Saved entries
>>>>>

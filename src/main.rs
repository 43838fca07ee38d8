//! `roster-mailer`: operator CLI for roster import, enqueue, processing, and status.

use std::fs;
use std::path::PathBuf;

use anyhow::{Context, Result};
use clap::{Parser, Subcommand};
use serde_json::Value;
use tracing::info;

use roster_mailer::builders::MailerBuilder;
use roster_mailer::config::MailerConfig;
use roster_mailer::core::TemplateId;
use roster_mailer::infra::store::RecordFilter;
use roster_mailer::runtime::TokioSpawner;
use roster_mailer::util::{init_tracing, DEFAULT_LOG_DIRECTIVE};

#[derive(Parser, Debug)]
#[command(name = "roster-mailer")]
#[command(version)]
#[command(about = "Batched, deduplicated roster email queue")]
#[command(propagate_version = true)]
struct Args {
    /// JSON configuration file; defaults come from MAILER_* / SMTP_* variables otherwise
    #[arg(long, global = true)]
    config: Option<PathBuf>,

    /// Send through SMTP instead of writing previews
    #[arg(long, global = true, conflicts_with = "preview")]
    live: bool,

    /// Write previews instead of sending
    #[arg(long, global = true)]
    preview: bool,

    #[command(subcommand)]
    command: Commands,
}

#[derive(Subcommand, Debug)]
enum Commands {
    /// Merge a roster export and welcome new members
    Import {
        /// Roster CSV with a header row, or a JSON array of row objects
        rows: PathBuf,
    },

    /// Queue a template for matching roster records, then process
    Enqueue {
        /// Template identifier
        #[arg(long)]
        template: TemplateId,

        /// Record filter as a JSON object, e.g. '{"is_a_worker": true}'
        #[arg(long)]
        filter: Option<String>,
    },

    /// Process every pending email now
    Process,

    /// Print ledger entry counts per status
    Status,
}

fn load_config(args: &Args) -> Result<MailerConfig> {
    let mut config = match &args.config {
        Some(path) => {
            let raw = fs::read_to_string(path)
                .with_context(|| format!("reading config {}", path.display()))?;
            MailerConfig::from_json_str(&raw).map_err(anyhow::Error::msg)?
        }
        None => MailerConfig::from_env().map_err(anyhow::Error::msg)?,
    };
    if args.live {
        config.preview_mode = false;
    } else if args.preview {
        config.preview_mode = true;
    }
    Ok(config)
}

#[tokio::main]
async fn main() -> Result<()> {
    init_tracing(DEFAULT_LOG_DIRECTIVE);
    let args = Args::parse();
    let config = load_config(&args)?;

    let mailer = MailerBuilder::new(config)
        .build(TokioSpawner::current())
        .context("assembling mailer")?;
    mailer.ensure_ledger().await.context("preparing ledger")?;

    match args.command {
        Commands::Import { rows } => {
            let outcome = mailer
                .import_roster_file(&rows)
                .with_context(|| format!("importing roster {}", rows.display()))?;
            mailer.drain().await;
            println!(
                "created {} updated {} unchanged {} total {}",
                outcome.created.len(),
                outcome.updated,
                outcome.unchanged,
                outcome.total
            );
        }
        Commands::Enqueue { template, filter } => {
            let filter = match filter {
                Some(raw) => {
                    let value: Value = serde_json::from_str(&raw).context("parsing --filter")?;
                    RecordFilter::from_json(&value)?
                }
                None => RecordFilter::new(),
            };
            let count = mailer.enqueue(&filter, template).await?;
            mailer.drain().await;
            println!("queued {count}");
        }
        Commands::Process => {
            let report = mailer.process_pending().await?;
            println!(
                "scanned {} sent {} previewed {} failed {}",
                report.scanned, report.sent, report.previewed, report.failed
            );
        }
        Commands::Status => {
            let summary = mailer.ledger_summary().await?;
            println!("{}", serde_json::to_string_pretty(&summary)?);
        }
    }

    info!("done");
    Ok(())
}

<<<<<

When a line of the records holds the word "TokioSpawner", copy that line.

:: The completed task ::
use roster_mailer::runtime::TokioSpawner;
        .build(TokioSpawner::current())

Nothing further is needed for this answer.